Co-authored-by: evantahler <evan@airbyte.io>
2023-02-08 13:01:16 -08:00

39 lines
1.7 KiB
Python

#
# Copyright (c) 2023 Airbyte, Inc., all rights reserved.
#
import datetime
from typing import Union
class DatetimeParser:
"""
Parses and formats datetime objects according to a specified format.
This class mainly acts as a wrapper to properly handling timestamp formatting through the "%s" directive.
%s is part of the list of format codes required by the 1989 C standard, but it is unreliable because it always return a datetime in the system's timezone.
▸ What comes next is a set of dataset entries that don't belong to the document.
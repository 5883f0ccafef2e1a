//! The capture session: one owned value that consumes engine lifecycle
//! events, drives the render scheduler and produces the archive record.
//!
//! The session loop is the only place that mutates the tracker and the
//! scheduler. Suspension happens only at engine calls and timer expiries.

use std::future::{pending, Future};
use std::pin::Pin;
use std::sync::Arc;

use chrono::{DateTime, Utc};
use tokio::time::timeout;
use tracing::{debug, error, info, warn};

use crate::archive::{assemble, ArchiveRecord, PageInfo, RenderedArtifacts};
use crate::capture::capture_all;
use crate::clickables::collect_clickables;
use crate::config::{CaptureConfig, OpenOptions};
use crate::engine::{evaluate_as, Engine, EventReceiver, LoadStatus, PageEvent};
use crate::error::CaptureError;
use crate::scheduler::{CaptureState, RenderScheduler, Tick};
use crate::tracker::{Activity, ResourceTracker};
use crate::viewport::{stabilize_viewport, AutoScroller};

const TITLE_SCRIPT: &str = "JSON.stringify(document.title)";

/// How a run ended. Both variants carry a record worth writing out.
#[derive(Debug)]
pub enum CaptureOutcome {
    Rendered(ArchiveRecord),
    /// The engine reported a failed load before any render started.
    LoadFailed(ArchiveRecord),
}

impl CaptureOutcome {
    pub fn record(&self) -> &ArchiveRecord {
        match self {
            CaptureOutcome::Rendered(r) | CaptureOutcome::LoadFailed(r) => r,
        }
    }

    pub fn into_record(self) -> ArchiveRecord {
        match self {
            CaptureOutcome::Rendered(r) | CaptureOutcome::LoadFailed(r) => r,
        }
    }
}

struct RenderOutput {
    page: PageInfo,
    artifacts: RenderedArtifacts,
}

type RenderFuture = Pin<Box<dyn Future<Output = RenderOutput> + Send>>;

pub struct CaptureSession {
    engine: Arc<dyn Engine>,
    config: Arc<CaptureConfig>,
    address: String,
    options: OpenOptions,
    selectors: Vec<String>,
    tracker: ResourceTracker,
    scheduler: RenderScheduler,
    started: Option<DateTime<Utc>>,
}

impl CaptureSession {
    pub fn new(
        engine: Arc<dyn Engine>,
        config: CaptureConfig,
        address: impl Into<String>,
        options: OpenOptions,
        selectors: Vec<String>,
    ) -> Self {
        let scheduler = RenderScheduler::new(&config);
        Self {
            engine,
            config: Arc::new(config),
            address: address.into(),
            options,
            selectors,
            tracker: ResourceTracker::new(),
            scheduler,
            started: None,
        }
    }

    /// Opens the page and runs until the archive is assembled.
    ///
    /// The only error is a render pass that outlives the safety timer.
    pub async fn run(mut self, mut events: EventReceiver) -> Result<CaptureOutcome, CaptureError> {
        let opened_at = Utc::now();
        let mut scroller = Some(AutoScroller::spawn(
            self.engine.clone(),
            self.config.scroll_step,
            self.config.scroll_interval,
        ));

        let open = {
            let engine = self.engine.clone();
            let address = self.address.clone();
            let options = self.options.clone();
            let limit = self.config.hard_deadline;
            async move { timeout(limit, engine.open(&address, &options)).await }
        };
        tokio::pin!(open);
        let mut opened = false;
        let mut events_open = true;
        let mut render: Option<RenderFuture> = None;

        info!(address = %self.address, "opening page");
        loop {
            tokio::select! {
                biased;

                output = next_render(&mut render) => {
                    let record = assemble(output.page, &self.tracker.snapshot(), output.artifacts);
                    self.scheduler.gate().finish();
                    info!(entries = record.entries().len(), "archive assembled");
                    return Ok(CaptureOutcome::Rendered(record));
                }

                tick = self.scheduler.next_tick() => match tick {
                    Tick::Render(trigger) => {
                        info!(?trigger, in_flight = self.tracker.in_flight(), "starting render pass");
                        if let Some(s) = scroller.take() {
                            s.stop();
                        }
                        render = Some(Box::pin(render_pass(
                            self.engine.clone(),
                            self.config.clone(),
                            self.address.clone(),
                            self.selectors.clone(),
                            self.started.unwrap_or(opened_at),
                        )));
                    }
                    Tick::Ignored(_) => {}
                    Tick::SafetyExpired => {
                        let ms = self.config.hard_deadline.as_millis() as u64;
                        error!(ms, "render pass stalled, giving up");
                        return Err(CaptureError::RenderStalled(ms));
                    }
                },

                event = events.recv(), if events_open => match event {
                    Some(event) => self.handle_event(event),
                    None => {
                        debug!("engine event stream closed");
                        events_open = false;
                    }
                },

                status = &mut open, if !opened => {
                    opened = true;
                    self.scheduler.arm_deadline();
                    let status = match status {
                        Ok(Ok(status)) => status,
                        Ok(Err(e)) => {
                            warn!(error = %e, "engine could not open the page");
                            LoadStatus::Fail
                        }
                        Err(_) => {
                            warn!("page open did not report back, waiting for resources anyway");
                            LoadStatus::Success
                        }
                    };
                    if status == LoadStatus::Fail && self.scheduler.gate().abandon() {
                        warn!(address = %self.address, "opening the page did not succeed");
                        if let Some(s) = scroller.take() {
                            s.stop();
                        }
                        return Ok(CaptureOutcome::LoadFailed(self.failed_record(opened_at).await));
                    }
                    if self.tracker.in_flight() == 0
                        && !self.scheduler.quiet_armed()
                        && self.scheduler.gate().state() == CaptureState::AwaitingStability
                    {
                        self.scheduler.on_activity(Activity::Idle);
                    }
                }
            }
        }
    }

    fn handle_event(&mut self, event: PageEvent) {
        match event {
            PageEvent::LoadStarted { at } => {
                debug!(%at, "load started");
                self.started = Some(at);
            }
            PageEvent::ResourceRequested { id, request } => {
                let activity = self.tracker.on_request_started(id, request);
                self.scheduler.on_activity(activity);
            }
            PageEvent::ResourceReply { id, stage, reply } => {
                let activity = self.tracker.on_reply_stage(&id, stage, reply);
                self.scheduler.on_activity(activity);
            }
            PageEvent::ResourceError { url, error } => warn!(%url, %error, "resource error"),
            PageEvent::PageError { message } => warn!(%message, "page error"),
            PageEvent::LoadFinished => info!("load finished"),
        }
    }

    /// Page metadata only: no content, no renders, no entries.
    async fn failed_record(&self, opened_at: DateTime<Utc>) -> ArchiveRecord {
        let page = PageInfo {
            address: self.address.clone(),
            url: timeout(self.config.hard_deadline, self.engine.url())
                .await
                .ok()
                .and_then(Result::ok),
            title: None,
            started: self.started.unwrap_or(opened_at),
            on_load_ms: None,
        };
        assemble(page, &[], RenderedArtifacts::default())
    }
}

async fn next_render(render: &mut Option<RenderFuture>) -> RenderOutput {
    match render.as_mut() {
        Some(fut) => fut.as_mut().await,
        None => pending().await,
    }
}

/// Fits the viewport, then gathers every artifact. Each step degrades to
/// absence on engine errors.
async fn render_pass(
    engine: Arc<dyn Engine>,
    config: Arc<CaptureConfig>,
    address: String,
    selectors: Vec<String>,
    started: DateTime<Utc>,
) -> RenderOutput {
    let rendered_at = Utc::now();
    let engine = engine.as_ref();

    let title = match evaluate_as::<String>(engine, TITLE_SCRIPT).await {
        Ok(title) => Some(title),
        Err(e) => {
            warn!(error = %e, "could not read title");
            None
        }
    };

    let viewport_height = match stabilize_viewport(engine, &config).await {
        Ok(height) => height,
        Err(e) => {
            warn!(error = %e, "could not fit viewport");
            config.viewport_height
        }
    };

    let clickables = collect_clickables(engine).await;

    let content = match engine.content().await {
        Ok(html) => Some(html),
        Err(e) => {
            warn!(error = %e, "could not serialize page content");
            None
        }
    };

    let elements = capture_all(engine, &selectors, viewport_height, &config).await;

    let url = match engine.url().await {
        Ok(url) => Some(url),
        Err(e) => {
            warn!(error = %e, "could not read resolved url");
            None
        }
    };

    let cookies = engine.cookies().await.unwrap_or_else(|e| {
        warn!(error = %e, "could not read cookies");
        Vec::new()
    });

    RenderOutput {
        page: PageInfo {
            address,
            url,
            title,
            started,
            on_load_ms: Some((rendered_at - started).num_milliseconds()),
        },
        artifacts: RenderedArtifacts {
            content,
            elements: Some(elements),
            clickables,
            cookies,
        },
    }
}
Instead of using the directive directly, we can use datetime.fromtimestamp and dt.timestamp()
"""
def parse(self, date: Union[str, int], format: str, timezone):
# "%s" is a valid (but unreliable) directive for formatting, but not for parsing
# It is defined as
# The number of seconds since the Epoch, 1970-01-01 00:00:00+0000 (UTC). https://man7.org/linux/man-pages/man3/strptime.3.html
#
# The recommended way to parse a date from its timestamp representation is to use datetime.fromtimestamp
# See https://stackoverflow.com/a/4974930
if format == "%s":
return datetime.datetime.fromtimestamp(int(date), tz=timezone)
else:
return datetime.datetime.strptime(str(date), format).replace(tzinfo=timezone)
def format(self, dt: datetime.datetime, format: str) -> str:
# strftime("%s") is unreliable because it ignores the time zone information and assumes the time zone of the system it's running on
# It's safer to use the timestamp() method than the %s directive
# See https://stackoverflow.com/a/4974930
if format == "%s":
return str(int(dt.timestamp()))
else:
return dt.strftime(format)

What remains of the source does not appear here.